3.2. Embedding Layer

The recommendation based on knowledge graph usually introduces the features in the knowledge graph into the recommendation task. It generally consists of three stages: (1) knowledge graph representation learning, (2) obtaining vector representation, (3) extracting vector features. DINK attempts a novel pattern that introduces a temporal dimension to item features in recommendation tasks. First, the user interaction sequence

〈 v_{1}, v_{2}, \dots, v_{t} 〉

is mapped to the entity nodes in the knowledge graph. Then, the entity node is used as the center to extract the features of its surrounding neighbor nodes. Finally, the center aggregation vector is used to represent the user at this moment of diverse interests.

In the actual recommendation scene knowledge graph, an entity has multiple semantic relationships, and the number of relationships owned by different entities is inconsistent. To make the model more standardized and efficient, we collect the same number of neighbor nodes for each entity in the user interaction sequence to form the user interaction subgraph sequence

G (v_{t}) = (e_{1}, e_{2}, \dots, e_{k})

, where

G (v_{t})

represents the user interaction subgraph at time T, K represents the number of subgraph samples, and the complete user interaction subgraph sequence is represented as

〈 G (v_{1}), G (v_{2}), \dots, G (v_{t}) 〉

. Finally, DINK uses different aggregators to calculate the central aggregation vector of the user interaction subgraph. Equation (1) calculates the central aggregation vector

E (v_{t})

at time T.

Agg

is the aggregator, and the aggregation vector of the user interaction sequence is expressed as

〈 E (v_{1}), E (v_{2}), \dots, E (v_{t}) 〉

.

E (v_{t}) = Agg (G (v_{t})) = Agg (e_{1}, e_{2}, \dots, e_{k})

(1)

To capture user preferences at different moments, this chapter proposes an SUM aggregator, a CONCAT aggregator, and an ATTENTION aggregator to compute the center aggregation vector.

SUM aggregator

The SUM aggregator adds the center node vector and the neighbor node vector, and then performs nonlinear transformation.

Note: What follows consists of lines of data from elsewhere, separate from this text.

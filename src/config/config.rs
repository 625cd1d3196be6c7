//! # Configuration Structures
//!
//! [`AppConfig`] is the single configuration object of the application. The
//! analysis client receives its [`AnalyzerConfig`] at construction; nothing
//! reads the API key from the environment after loading.
//!
//! ## Sources
//!
//! Later sources override earlier ones:
//!
//! 1. Built-in defaults ([`AppConfig::default`])
//! 2. `calorie.toml` in the working directory, if present
//! 3. `CALORIE_*` environment variables, nested with `__`
//!    (e.g. `CALORIE_ANALYZER__MODEL`)
//!
//! When no API key is set by any of those, `GEMINI_API_KEY` and then
//! `API_KEY` are consulted.
//!
//! ## Configuration Parameters
//!
//! | Parameter | Type | Range | Default |
//! |-----------|------|-------|---------|
//! | `analyzer.api_key` | `String` | non-empty | none |
//! | `analyzer.model` | `String` | non-empty | `gemini-2.5-flash-preview-04-17` |
//! | `analyzer.endpoint` | `String` | http(s) URL | `https://generativelanguage.googleapis.com` |
//! | `analyzer.temperature` | `f32` | 0.0-2.0 | 0.2 |
//! | `analyzer.timeout_secs` | `u64` | > 0 | 60 |
//! | `access_policy` | `login_required` / `public` | | `login_required` |
//! | `data_dir` | path | | `.calorie` |
//!
//! ## Examples
//!
//! ```rust
//! use calorie_lens::config::AnalyzerConfig;
//!
//! let config = AnalyzerConfig::default().with_api_key("test-key");
//! assert!(config.validate().is_ok());
//! assert_eq!(config.credential().unwrap(), "test-key");
//! ```

use std::collections::HashMap;
use std::path::{Path, PathBuf};
use std::time::Duration;

use ::config::{Config, Environment, File};
use serde::Deserialize;

use crate::error::{CalorieError, CalorieResult};

pub const DEFAULT_MODEL: &str = "gemini-2.5-flash-preview-04-17";
pub const DEFAULT_ENDPOINT: &str = "https://generativelanguage.googleapis.com";
const CONFIG_FILE: &str = "calorie";
const ENV_PREFIX: &str = "CALORIE";
const FALLBACK_KEY_VARS: [&str; 2] = ["GEMINI_API_KEY", "API_KEY"];

/// Settings for the vision-model client.
#[derive(Debug, Clone, Deserialize)]
#[serde(default)]
pub struct AnalyzerConfig {
    /// Secret credential for the model endpoint.
    ///
    /// Absence is a fatal configuration error, detected before any request.
    pub api_key: Option<String>,

    /// Model identifier, e.g. `gemini-2.5-flash-preview-04-17`.
    pub model: String,

    /// Base URL of the Generative Language API. Overridable for testing
    /// against a local server.
    pub endpoint: String,

    /// Sampling temperature. Kept low so repeated analyses of the same image
    /// agree.
    pub temperature: f32,

    /// Whole-request timeout in seconds.
    pub timeout_secs: u64,
}

impl Default for AnalyzerConfig {
    fn default() -> Self {
        Self {
            api_key: None,
            model: DEFAULT_MODEL.to_string(),
            endpoint: DEFAULT_ENDPOINT.to_string(),
            temperature: 0.2,
            timeout_secs: 60,
        }
    }
}

impl AnalyzerConfig {
    pub fn with_api_key(mut self, api_key: impl Into<String>) -> Self {
        self.api_key = Some(api_key.into());
        self
    }

    pub fn with_endpoint(mut self, endpoint: impl Into<String>) -> Self {
        self.endpoint = endpoint.into();
        self
    }

    /// The configured API key.
    ///
    /// # Errors
    ///
    /// [`CalorieError::Config`] when the key is absent or blank.
    pub fn credential(&self) -> CalorieResult<&str> {
        self.api_key
            .as_deref()
            .map(str::trim)
            .filter(|key| !key.is_empty())
            .ok_or_else(CalorieError::missing_api_key)
    }

    pub fn has_credential(&self) -> bool {
        self.credential().is_ok()
    }

    pub fn timeout(&self) -> Duration {
        Duration::from_secs(self.timeout_secs)
    }

    /// Range-checks the non-secret settings.
    ///
    /// A missing API key is not a validation failure here; it is reported by
    /// [`Self::credential`] so that it can be shown as a persistent error
    /// while the rest of the application keeps working.
    pub fn validate(&self) -> Result<(), String> {
        if self.model.trim().is_empty() {
            return Err("Model name must not be empty".to_string());
        }
        if !(self.endpoint.starts_with("http://") || self.endpoint.starts_with("https://")) {
            return Err(format!(
                "Endpoint must be an http(s) URL (value: {})",
                self.endpoint
            ));
        }
        if !(0.0..=2.0).contains(&self.temperature) {
            return Err("Temperature must be between 0.0 and 2.0".to_string());
        }
        if self.timeout_secs == 0 {
            return Err("Timeout must be greater than 0 seconds".to_string());
        }
        Ok(())
    }
}

/// Who may use the analyzer.
#[derive(Debug, Clone, Copy, PartialEq, Eq, Default, Deserialize)]
#[serde(rename_all = "snake_case")]
pub enum AccessPolicy {
    /// Every analysis requires a signed-in user.
    #[default]
    LoginRequired,
    /// No sign-in needed.
    Public,
}

/// Top-level application configuration.
#[derive(Debug, Clone, Deserialize)]
#[serde(default)]
pub struct AppConfig {
    pub analyzer: AnalyzerConfig,
    pub access_policy: AccessPolicy,
    /// Directory for the account store and the view counter.
    pub data_dir: PathBuf,
}

impl Default for AppConfig {
    fn default() -> Self {
        Self {
            analyzer: AnalyzerConfig::default(),
            access_policy: AccessPolicy::default(),
            data_dir: PathBuf::from(".calorie"),
        }
    }
}

impl AppConfig {
    /// Loads from `calorie.toml` (optional) and the process environment.
    pub fn load() -> CalorieResult<Self> {
        Self::load_from(None, None)
    }

    /// Loads from an explicit config file and environment map.
    ///
    /// `file` replaces the default `calorie.toml` lookup and must exist when
    /// given. `env` replaces the process environment; `None` reads the real
    /// one.
    pub fn load_from(
        file: Option<&Path>,
        env: Option<HashMap<String, String>>,
    ) -> CalorieResult<Self> {
        let file_source = match file {
            Some(path) => File::from(path).required(true),
            None => File::with_name(CONFIG_FILE).required(false),
        };

        let settings = Config::builder()
            .add_source(file_source)
            .add_source(
                Environment::with_prefix(ENV_PREFIX)
                    .prefix_separator("_")
                    .separator("__")
                    .source(env.clone()),
            )
            .build()
            .map_err(|e| CalorieError::config("settings", e.to_string()))?;

        let mut config: AppConfig = settings
            .try_deserialize()
            .map_err(|e| CalorieError::config("settings", e.to_string()))?;

        if !config.analyzer.has_credential() {
            config.analyzer.api_key = FALLBACK_KEY_VARS.iter().find_map(|name| {
                let value = match &env {
                    Some(map) => map.get(*name).cloned(),
                    None => std::env::var(name).ok(),
                };
                value.filter(|v| !v.trim().is_empty())
            });
        }

        config
            .analyzer
            .validate()
            .map_err(|reason| CalorieError::config("analyzer", reason))?;
        Ok(config)
    }

    pub fn accounts_path(&self) -> PathBuf {
        self.data_dir.join("accounts.json")
    }

    pub fn counter_path(&self) -> PathBuf {
        self.data_dir.join("views.json")
    }
}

E (v_{t}) = σ (W \cdot (v_{t} + \sum_{e \subseteq G (v_{t})} e) + b)

(2)

CONCAT aggregator

The CONCAT aggregator adds the neighbor node vectors, then concatenates them with the center node vector, and finally performs nonlinear transformation, as shown in Equation (3).

W, b \in ℝ^{2 d}

are learnable weights and biases,

σ

is a nonlinear activation function, and

∥

is a vector stitching operation.

E (v_{t}) = σ (W \cdot (v_{t} ∥ \sum_{e \subseteq G (v_{t})} e) + b)

(3)

ATTENTION aggregator

The attention aggregator calculates the attention weights of neighbor nodes and non-linearly transforms the weighted neighbor node vectors.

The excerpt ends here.